2. **Learning ownership**: Who owns a learning — the contract creator, the repository, or the organization?
3. **Privacy**: Are learnings visible to all users, or scoped by access control?
4. **Embedding model**: For similarity-based deduplication and search, which embedding model should be used? Trade-off between quality and cost.
5. **Storage limits**: Should there be a cap on the number of learnings per repository/owner?
6. **Manual curation**: Should users be able to manually create, edit, or delete learnings outside the compound phase?

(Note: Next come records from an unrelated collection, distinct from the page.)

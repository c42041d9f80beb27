// Record Types
//
// The canonical, serialized shape of one analysed type declaration.
// One JSON artifact per visited declaration mirrors `TypeRecord` exactly.

use serde::{Deserialize, Serialize};
use indexmap::IndexMap;

pub use crate::declarations::TypeKind;

/// Source position of a declaration (1-based lines and character columns,
/// end column exclusive)
#[derive(Debug, Clone, Copy, Serialize, Deserialize, PartialEq, Eq, Default)]
#[serde(rename_all = "camelCase")]
pub struct AstPosition {
    pub start_line: u32,
    pub start_column: u32,
    pub end_line: u32,
    pub end_column: u32,
}

/// A class or interface, with everything declared inside it
///
/// Member and nested-type maps keep declaration order.
#[derive(Debug, Clone, Serialize, Deserialize, PartialEq)]
#[serde(rename_all = "camelCase")]
pub struct TypeRecord {
    /// Simple name as written in source
    pub name: String,
    /// Canonical identity (fully-qualified name, or simple name as fallback)
    pub key: String,
    pub kind: TypeKind,
    pub position: AstPosition,
    pub anonymous: bool,
    pub modifiers: Vec<String>,
    /// Field records keyed by field key
    pub fields: IndexMap<String, FieldRecord>,
    /// Method records keyed by method key
    pub methods: IndexMap<String, MethodRecord>,
    #[serde(rename = "extends_")]
    pub extends: Vec<String>,
    #[serde(rename = "implements_")]
    pub implements: Vec<String>,
    /// Nested classes keyed by canonical name
    pub inner_classes: IndexMap<String, TypeRecord>,
    /// Nested interfaces keyed by canonical name
    pub inner_interfaces: IndexMap<String, TypeRecord>,
    /// Key of the lexically enclosing type, if any
    pub defined_in_type_key: Option<String>,
    /// Source file path relative to the configured source root
    pub source_file_path: String,
}

#[derive(Debug, Clone, Serialize, Deserialize, PartialEq)]
#[serde(rename_all = "camelCase")]
pub struct FieldRecord {
    pub name: String,
    /// Qualified type name
    #[serde(rename = "type")]
    pub type_name: String,
    pub has_type_variable: bool,
    pub position: AstPosition,
    pub owning_type_key: String,
    pub modifiers: Vec<String>,
    pub key: String,
}

#[derive(Debug, Clone, Serialize, Deserialize, PartialEq)]
#[serde(rename_all = "camelCase")]
pub struct MethodRecord {
    pub name: String,
    /// Qualified return type name (`void` for procedures)
    pub return_type: String,
    pub position: AstPosition,
    pub owning_type_key: String,
    pub modifiers: Vec<String>,
    pub overrides_super_method: bool,
    /// Parameters in declaration order
    pub parameters: Vec<ParameterRecord>,
    pub key: String,
}

#[derive(Debug, Clone, Serialize, Deserialize, PartialEq)]
#[serde(rename_all = "camelCase")]
pub struct ParameterRecord {
    pub name: String,
    #[serde(rename = "type")]
    pub type_name: String,
    pub has_type_variable: bool,
    pub position: AstPosition,
    pub modifiers: Vec<String>,
    pub key: String,
    pub owning_method_key: String,
}

impl TypeRecord {
    /// Empty record for a declaration; extractors fill in members.
    pub fn new(name: String, key: String, kind: TypeKind, source_file_path: String) -> Self {
        Self {
            name,
            key,
            kind,
            position: AstPosition::default(),
            anonymous: false,
            modifiers: Vec::new(),
            fields: IndexMap::new(),
            methods: IndexMap::new(),
            extends: Vec::new(),
            implements: Vec::new(),
            inner_classes: IndexMap::new(),
            inner_interfaces: IndexMap::new(),
            defined_in_type_key: None,
            source_file_path,
        }
    }

    /// Nested-type map matching a kind
    pub fn inner_types_mut(&mut self, kind: TypeKind) -> &mut IndexMap<String, TypeRecord> {
        match kind {
            TypeKind::Class => &mut self.inner_classes,
            TypeKind::Interface => &mut self.inner_interfaces,
        }
    }

    /// Pretty JSON document for this record (two-space indentation)
    pub fn to_json(&self) -> Result<String, serde_json::Error> {
        serde_json::to_string_pretty(self)
    }
}
// Utilities Module
//
// Source discovery and path helpers shared by the pipeline and the front end.

use anyhow::Result;
use std::path::{Path, PathBuf};

/// File utilities
pub mod file_utils {
    use super::*;
    use std::fs;
    use tracing::warn;

    use crate::language::{is_java_source, JAVA_EXTENSION};

    /// Read file content safely
    pub fn read_file_content(path: &Path) -> Result<String> {
        Ok(fs::read_to_string(path)?)
    }

    /// Every `.java` file below `root`, sorted by path. A bare `.java` dotfile
    /// has no extension and is not a source.
    ///
    /// Entries that cannot be read while walking are logged and skipped.
    pub fn discover_java_sources(root: &Path) -> Result<Vec<PathBuf>> {
        let escaped_root = glob::Pattern::escape(&root.to_string_lossy());
        let pattern = format!("{}/**/*.{}", escaped_root, JAVA_EXTENSION);

        let mut sources = Vec::new();
        for entry in glob::glob(&pattern)? {
            match entry {
                Ok(path) if path.is_file() && is_java_source(&path) => sources.push(path),
                Ok(_) => {}
                Err(e) => warn!("Skipping unreadable path {}: {}", e.path().display(), e),
            }
        }
        sources.sort();
        Ok(sources)
    }
}

/// Path conversion utilities (absolute -> relative Unix-style)
pub mod paths;

#[cfg(test)]
mod tests {
    use super::file_utils::*;
    use std::fs;

    #[test]
    fn test_discovery_finds_nested_java_files_in_order() {
        let dir = tempfile::tempdir().unwrap();
        let root = dir.path();
        fs::create_dir_all(root.join("b/deep")).unwrap();
        fs::create_dir_all(root.join("a")).unwrap();
        fs::write(root.join("b/deep/Z.java"), "class Z {}").unwrap();
        fs::write(root.join("a/Y.java"), "class Y {}").unwrap();
        fs::write(root.join("X.java"), "class X {}").unwrap();
        fs::write(root.join("notes.txt"), "not java").unwrap();
        fs::write(root.join(".java"), "class Hidden {}").unwrap();
        fs::create_dir_all(root.join("pkg.java")).unwrap();

        let found = discover_java_sources(root).unwrap();
        let relative: Vec<String> = found
            .iter()
            .map(|p| p.strip_prefix(root).unwrap().to_string_lossy().replace('\\', "/"))
            .collect();

        assert_eq!(relative, vec!["X.java", "a/Y.java", "b/deep/Z.java"]);
    }

    #[test]
    fn test_read_file_content_reports_missing_file() {
        let dir = tempfile::tempdir().unwrap();
        assert!(read_file_content(&dir.path().join("Missing.java")).is_err());
    }
}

7. **Export/import**: Should learnings be exportable/importable across makima instances?
---
## Alternatives Considered
| Alternative | Pros | Cons | Decision |
|-------------|------|------|----------|
| Store learnings only in contract files | Simple, uses existing infrastructure | Not easily searchable across contracts | Rejected — search is critical |
| Store learnings only in repo files | Portable, version-controlled, greppable | Lost if repo deleted; no cross-repo search | Partial — use as secondary storage |
| Use external knowledge base (e.g., vector DB) | Best search quality | Added infrastructure dependency | Deferred — consider for v2 |
| Manual-only knowledge capture | No noise | Knowledge rarely captured | Rejected — must be automatic |
| Full contract history indexing | Most complete | Massive storage, noise, privacy concerns | Rejected — too much signal-to-noise |
---
## Priority & Complexity Assessment
- **Priority: HIGH** — This is the defining feature of compound engineering. Without knowledge accumulation, every contract starts from scratch. This is the feature that creates compounding returns.
- **Complexity: MEDIUM** — Core capture and storage is straightforward using existing contract files and repo sync. Search quality and relevance decay require iterative refinement.
- **Risk: MEDIUM** — Primary risk is low adoption (users skip compound phase) mitigated by auto-trigger. Secondary risk is knowledge base noise mitigated by quality gates.